У меня есть книга о метеоритах, написанная моим отцом совместно с его товарищем, который стал потом академиком. Книга полна пафоса, свойственного стилю многих книг и статей 20-х годов — это стиль Пролеткульта, Союза воинствующих безбожников — хулиганский пафос — навязывание читателю точки зрения пишущего. Это натиск ниспровергателя, так захваченного страстью ниспровергать, что ему не остается возможности вникнуть в чужую мысль, в чужую идею. Моего отца захватило желание все объяснить просто, доступно, механистично... А в письмах, которые он писал моей маме, отец совсем другой — умный, ясно размышляющий... Куда все это девалось, когда он писал книгу? Темперамент проповедника — атеиста задавил все. В книге доказывается, что в метеоритах нет ничего таинственного, что это — обыкновенные обломки обыкновенных небесных тел. Он с такой страстью утверждал обычность астрономии — такой же ясной сферы человеческих знаний, как химия, биология... С такой страстью, что астрономия становилась... поэзией.

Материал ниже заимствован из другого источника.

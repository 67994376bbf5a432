//! Shared run pipeline consumed by the binary.
//!
//! One traversal pass, one filter pass, one render pass, one dispatch pass;
//! strictly sequential, first error wins.

use std::env;
use std::io;

use crate::colors::Painter;
use crate::dispatch::{self, GoGenerate};
use crate::error::Error;
use crate::filter;
use crate::format;
use crate::queue::PathQueue;
use crate::types::RunConfig;
use crate::walk;

pub fn run(config: &RunConfig) -> Result<(), Error> {
    // Compile the filter first so a bad pattern aborts before any filesystem
    // work, printing, or dispatch.
    let pattern = filter::compile(config.run_pattern.as_deref())?;

    let pwd = env::current_dir().map_err(Error::Cwd)?;
    let mut queue = PathQueue::seeded(&config.roots);
    let directives = walk::collect(&pwd, &mut queue)?;
    let retained = filter::apply(directives, pattern.as_ref());

    let painter = Painter::new(config.color);
    let items = format::render(&pwd, retained, &painter);

    let mut generator = GoGenerate::new(config.program.as_str(), config.run_pattern.clone());
    let mut stdout = io::stdout().lock();
    dispatch::run_items(&items, config.list, &mut generator, &mut stdout)
}
use std::fs;
use std::io::BufReader;
use std::path::{Path, PathBuf};

use tracing::debug;

use crate::error::Error;
use crate::queue::PathQueue;
use crate::scan::{self, Directive};

/// Source extension recognized by the traversal; everything else is skipped
/// silently.
pub const GO_EXT: &str = "go";

/// What a popped queue entry turned out to be. A plain file argument behaves
/// like a directory listing of exactly one file, so the CLI accepts either.
enum Listing {
    SingleFile(PathBuf),
    Directory(PathBuf),
}

/// Resolve `path` to absolute form against `base`.
pub fn absolutize(base: &Path, path: &Path) -> PathBuf {
    if path.is_absolute() {
        path.to_path_buf()
    } else {
        base.join(path)
    }
}

fn has_go_ext(path: &Path) -> bool {
    path.extension().and_then(|ext| ext.to_str()) == Some(GO_EXT)
}

/// Drain the queue, scanning every matching file reachable from it, and
/// return all directives in discovery order.
///
/// Directories push their subdirectories back onto the queue (breadth-first
/// over the whole tree) and scan their files inline; directory entries are
/// visited in name order. Any stat/open/read failure aborts the traversal.
pub fn collect(pwd: &Path, queue: &mut PathQueue) -> Result<Vec<Directive>, Error> {
    let mut directives = Vec::new();
    while let Some(next) = queue.pop() {
        let entry = absolutize(pwd, &next);
        assert!(
            entry.is_absolute(),
            "not an absolute path: {}",
            entry.display()
        );

        let meta = fs::metadata(&entry).map_err(|e| Error::io(&entry, e))?;
        let listing = if meta.is_dir() {
            Listing::Directory(entry)
        } else {
            Listing::SingleFile(entry)
        };

        match listing {
            Listing::SingleFile(file) => {
                if has_go_ext(&file) {
                    scan_file(&file, &mut directives)?;
                }
            }
            Listing::Directory(dir) => {
                debug!(dir = %dir.display(), "listing directory");
                let mut entries: Vec<fs::DirEntry> = fs::read_dir(&dir)
                    .map_err(|e| Error::io(&dir, e))?
                    .collect::<Result<_, _>>()
                    .map_err(|e| Error::io(&dir, e))?;
                entries.sort_by_key(|entry| entry.file_name());

                for entry in entries {
                    let child = dir.join(entry.file_name());
                    assert!(
                        child.is_absolute(),
                        "not an absolute path: {}",
                        child.display()
                    );
                    let kind = entry.file_type().map_err(|e| Error::io(&child, e))?;
                    if kind.is_dir() {
                        queue.push(child);
                    } else if has_go_ext(&child) {
                        scan_file(&child, &mut directives)?;
                    }
                }
            }
        }
    }
    Ok(directives)
}

fn scan_file(file: &Path, out: &mut Vec<Directive>) -> Result<(), Error> {
    debug!(file = %file.display(), "scanning");
    let handle = fs::File::open(file).map_err(|e| Error::io(file, e))?;
    let found =
        scan::scan_reader(file, BufReader::new(handle)).map_err(|e| Error::io(file, e))?;
    out.extend(found);
    Ok(())
}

Обыденное, насквозь прозаичное дело нельзя любить со страстью. И получалось, что он разоблачает таинственность с такой яростью потому, что потрясен этой таинственностью, непознаваемостью мира, где за раскрываемой тайной угадываешь контуры иных, ускользающих, к которым и подступиться не знаешь как...
Папа, с которым я вернулась в Москву, ушел на фронт с ополчением. Я же оказалась сначала в поезде с эвакуированными, потом в сибирской глубинке, а затем у приютившей меня доброй старушки в деревне под Алапаевском. Там меня и обнаружила моя тетя Лия, папина сестра, умирающей от костного туберкулеза и малярии. Тетя Лия и устроила меня в больницу в Свердловске.

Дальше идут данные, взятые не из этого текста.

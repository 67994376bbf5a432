use std::io::BufRead;
use std::path::{Path, PathBuf};

/// Exact literal marking a directive line. Case-sensitive, no leading
/// whitespace tolerance; the trailing space is part of the marker, matching
/// the `go generate` convention.
pub const MARKER_PREFIX: &str = "//go:generate ";

/// One directive line found in a source file.
#[derive(Debug, Clone, PartialEq, Eq)]
pub struct Directive {
    /// Absolute path of the containing file.
    pub file: PathBuf,
    /// 1-based source line number; every line read counts, matching or not.
    pub line: usize,
    /// The matched line verbatim, marker prefix included, newline trimmed.
    pub text: String,
}

/// Extract the directives of one readable byte stream, in file order.
///
/// Lines are read with `read_until` so arbitrarily long lines work; a
/// trailing `\r` (CRLF sources) is trimmed along with the newline. Files that
/// contain no directives yield an empty vec, not an error.
pub fn scan_reader<R: BufRead>(file: &Path, mut reader: R) -> std::io::Result<Vec<Directive>> {
    let mut directives = Vec::new();
    let mut buf = Vec::new();
    let mut line = 0usize;
    loop {
        buf.clear();
        if reader.read_until(b'\n', &mut buf)? == 0 {
            break;
        }
        line += 1;
        let mut text: &[u8] = &buf;
        if text.last() == Some(&b'\n') {
            text = &text[..text.len() - 1];
        }
        if text.last() == Some(&b'\r') {
            text = &text[..text.len() - 1];
        }
        if text.starts_with(MARKER_PREFIX.as_bytes()) {
            directives.push(Directive {
                file: file.to_path_buf(),
                line,
                text: String::from_utf8_lossy(text).into_owned(),
            });
        }
    }
    Ok(directives)
}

Она написала об этом папе письмо, которое он уже не получил, и бабушке Жене в лагерь. Она сохранила все ее открытки. Вот одна из них от 4 января 1943 года:
«Многоуважаемая Евгения Кузъминична! Марианночка находится в костнотуберкулезном санатории. На крестец, спинку наложен гипс. В таком положении ей придется лежать года два. Понятно, что Вам ее взять к себе невозможно, ибо она должна лечиться. Когда процесс прекратится, ей придется носить шесть лет корсет... Я у нее бываю по воскресеньям, так как она от меня находится в 5 км. Она поправилась по отношению к тому времени, как я ее увидела в деревне...»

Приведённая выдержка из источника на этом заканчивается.